Родственники | страница 15
Не исключено, что мое вмешательство возымело действие. Танчик получил небольшой срок. Айлер, разумеется, понял, что Танчик выполнял приказы, спущенные сверху. Если Танчику что и перепадало, деньги эти по большей части у него не удержались. По всей вероятности, доллар-другой прилип к его рукам — не без того, но четырех особняков, как кое-кому из тех, кто над ним, ему бы ни за что не нажить. Полагаю, что до судьи дошли вести о тайных расследованиях, которые в ту пору затевали, о решениях отдать кое-кого под суд, которые готовили большие жюри. Правительство охотилось за дичью покрупнее. Айлер не стал бы обсуждать ничего подобного. При встречах мы говорили о музыке или теннисе, иногда о мировой экономике. Сплетничали об университетских делишках. Но Айлер сознавал, что неоправданно мягкий приговор может стоить Танчику жизни. Неминуемо навлечет на него подозрение: не иначе как Танчик раскололся, чтобы выйти поскорее на свободу. Всем ясно, что патрона Танчика, Дорфмана, укокошили в прошлом году после того, как его приговорили по Невадскому делу о взяточничестве: чем сидеть до конца дней своих, он мог пойти на сделку с властями. Прошлой зимой Дорфмана убрали — да так, что комар носу не подточит, прямо на стоянке, прострелив ему голову. Телевизионные камеры все наезжали и наезжали, снимали крупным планом расползшиеся по слякоти пятна крови. Никто не позаботился вытереть кровь, и мне мерещилось, что по ночам крысы выползают ее лакать. Дорфман ждал смерти и ничего не предпринимал для своей защиты. Не обзавелся охраной. В ответ на всеобщую свалку — стреляй не хочу — между охранниками и громилами могли последовать неприятности для его семьи. И он так и жил с сознанием своей обреченности, молча ждал неизбежной расправы.
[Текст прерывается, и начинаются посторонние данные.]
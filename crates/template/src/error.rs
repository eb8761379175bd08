use crate::call::CallKind;
use thiserror::Error;

pub type Result<T> = std::result::Result<T, TemplateError>;

#[derive(Error, Debug)]
pub enum TemplateError {
    #[error("Parse error: {0}")]
    Parse(#[from] serde_json::Error),

    #[error("Invalid HAR: {0}")]
    InvalidHar(String),

    #[error("Missing captured calls: {}", format_kinds(.0))]
    MissingCalls(Vec<CallKind>),
}

fn format_kinds(kinds: &[CallKind]) -> String {
    kinds
        .iter()
        .map(ToString::to_string)
        .collect::<Vec<_>>()
        .join(", ")
}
Пару слов о том, что думают о таких вещах сами чикагцы, об этой жизни, на которую все мы идем. Покупай втридешева, продавай втридорога — вот на чем держатся деловые отношения. Политическая стабильность и демократия зиждутся, по утверждению даже ее выдающихся теоретиков, на обмане и мошенничестве. Так вот мошенничество, проделанное так, что комар носу не подточит, уже благодаря этому остается безнаказанным. Крупные дельцы, юристы у кормила власти, создатели самых преступных сетей — вот кого никогда не расчленят и не сожгут, вот чьи мозги никогда не обагрят кровью снег на автостоянке. Поэтому чикагцы относятся не без почтения к этим проходимцам, которым четыре особняка придают такой же престиж, как четыре звездочки гостинице: ведь они рискуют жизнью, совершая преступления у всех на виду. Причиной этому страх смерти — характернейшая черта типичного буржуа. Чикагская публика не склонна к такому уж пристальному самоанализу, и все же на поди: крупная шишка в преступном мире, но душу свою готовил к расправе. А что ему еще оставалось? Когда неискушенному человеку вот так вот незамысловато напоминают, что справедливость хоть в какой-то форме еще существует, он испытывает благодарность. (Я же испытываю бессильную ярость; впрочем, оставим это.) Придется рассказать и о том, что перед вынесением приговора мне доставили ящик «Лафит-Ротшильда», чем я был весьма сконфужен. Письмо судье я еще не отправил. Как юрист (пусть и не практикующий), я пишу об этом нарушении приличий с чувством неловкости. Пусть это останется между нами. Совесть не позволила мне даже прикоснуться к той дюжине бутылок отменного вина, которые привез мне на дом циммермановский грузовик. Я раздарил их хозяйкам домов, куда меня звали на обед. Во всяком случае, толк в вине Танчик знал.